Consider the following four-generation pedigree. (As usual for human pedigrees, circles indicate women, squares are men, vertical lines indicate descent with a horizontal line at the top between the parents.)
Here, the single person in the fourth generation, Inbred Jed, is the offspring of first cousins. His parents share one set of grandparents-the individuals in the first generation labeled C and D. As a result, Jed has only six great-grandparents! It is tempting to conclude that if any two of Jed's great-grandparents were, say, Russian, then Jed would be exactly one-third Russian. That's exactly what I believed at first-but I soon realized I was wrong. You can think about it this way: Jed really does have eight great-grandparents, but two of them-C and D-are counted twice. Consequently, these two individuals hand down a double dose of genes; they each contribute one-fourth to Jed's genome, whereas the other grandparents contribute the usual one-eighth. Alas, inbreeding doesn't really help us with this question.
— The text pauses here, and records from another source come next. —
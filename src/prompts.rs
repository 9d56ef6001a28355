//! The save file of submitted prompts and the random pick of prompts at startup.
//!
//! The file is append-only: every record is the submitted text followed by
//! [`SAVE_FILE_DELIMITER`].

use std::fs::{self, File, OpenOptions};
use std::io::{self, BufReader, Read, Seek, SeekFrom, Write};
use std::path::{Path, PathBuf};

use rand::Rng;
use tracing::{debug, info};

use crate::constants::{SAVE_FILE_DELIMITER, TEXT_BOX_BUFFER_SIZE};

/// Number of prompt slots filled from the save file (Pac-Man, Blinky, Inky).
pub const PROMPT_SLOTS: usize = 3;

/// Splits a save file stream into records.
///
/// A record ends at the delimiter, or after [`TEXT_BOX_BUFFER_SIZE`] bytes
/// without one. Either way its last byte is dropped. A trailing record with
/// neither is ignored.
pub fn read_records<R: Read>(reader: R) -> io::Result<Vec<String>> {
    let mut records = Vec::new();
    let mut line = Vec::with_capacity(TEXT_BOX_BUFFER_SIZE);

    for byte in BufReader::new(reader).bytes() {
        let byte = byte?;
        line.push(byte);
        if line.len() == TEXT_BOX_BUFFER_SIZE || byte == SAVE_FILE_DELIMITER {
            line.pop();
            records.push(String::from_utf8_lossy(&line).into_owned());
            line.clear();
        }
    }

    Ok(records)
}

/// Uniformly samples up to `k` records (reservoir sampling, Algorithm R).
///
/// Slot `i` stays `None` when fewer than `i + 1` records exist.
pub fn sample<R: Rng + ?Sized, const K: usize>(
    records: impl IntoIterator<Item = String>,
    rng: &mut R,
) -> [Option<String>; K] {
    let mut reservoir: [Option<String>; K] = std::array::from_fn(|_| None);

    for (seen, record) in records.into_iter().enumerate() {
        if seen < K {
            reservoir[seen] = Some(record);
        } else {
            let slot = rng.random_range(0..=seen);
            if slot < K {
                reservoir[slot] = Some(record);
            }
        }
    }

    reservoir
}

/// Picks the startup prompts from a save file stream.
pub fn load_prompts<R: Read, G: Rng + ?Sized>(reader: R, rng: &mut G) -> io::Result<[Option<String>; PROMPT_SLOTS]> {
    let records = read_records(reader)?;
    debug!(records = records.len(), "Read saved prompts");
    Ok(sample(records, rng))
}

/// Writes one record.
pub fn append_record<W: Write>(mut writer: W, text: &str) -> io::Result<()> {
    writer.write_all(text.as_bytes())?;
    writer.write_all(&[SAVE_FILE_DELIMITER])?;
    writer.flush()
}

/// The save file kept open for the whole session.
#[derive(Debug)]
pub struct SaveFile {
    path: PathBuf,
    file: File,
}

impl SaveFile {
    /// Opens (creating if needed) the save file for reading and appending.
    pub fn open(path: impl AsRef<Path>) -> io::Result<Self> {
        let path = path.as_ref().to_path_buf();
        if let Some(parent) = path.parent().filter(|parent| !parent.as_os_str().is_empty()) {
            fs::create_dir_all(parent)?;
        }
        let file = OpenOptions::new().read(true).append(true).create(true).open(&path)?;
        info!(path = %path.display(), "Save file opened");
        Ok(Self { path, file })
    }

    pub fn path(&self) -> &Path {
        &self.path
    }

    /// Samples the startup prompts from everything saved so far.
    pub fn load_prompts<G: Rng + ?Sized>(&mut self, rng: &mut G) -> io::Result<[Option<String>; PROMPT_SLOTS]> {
        self.file.seek(SeekFrom::Start(0))?;
        load_prompts(&mut self.file, rng)
    }

    pub fn append(&mut self, text: &str) -> io::Result<()> {
        append_record(&mut self.file, text)?;
        debug!(text, "Prompt saved");
        Ok(())
    }
}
We need to find a way to add up 1/2, 1/4, 1/8, etc., to equal 1/3, for these numbers (of the form 1/(2n)) represent the fraction of heritage accounted for by each parent, grandparent, great-grandparent, etc. As it happens, the number 1/3 cannot be expressed as a finite sum of fractions of the form 1/(2n). However, 1/3 can be approximated to any degree of accuracy using the infinite sum
1/3 = 1/4 + 1/16 + 1/64 + 1/256 + ...
We can convert the fractions on the right side of this equation easily into ancestral generations, if we assume no inbreeding (at least in portions of the pedigree from which we inherit the particular ethnicity we're interested in). Each term in the infinite sum is just 1/4 of the term before it. Similarly, the share that one ancestor has in our heritage at a given generation in our family tree is 1/4 that of an ancestor two generations below that. Because we have four grandparents, one grandparent will account for the 1/4 term; and from here we need exactly one ancestor from every other generation above the grandparental one. One great-great-grandparent will take care of the 1/16 term (because we have 16 great-great-grandparents), and so on.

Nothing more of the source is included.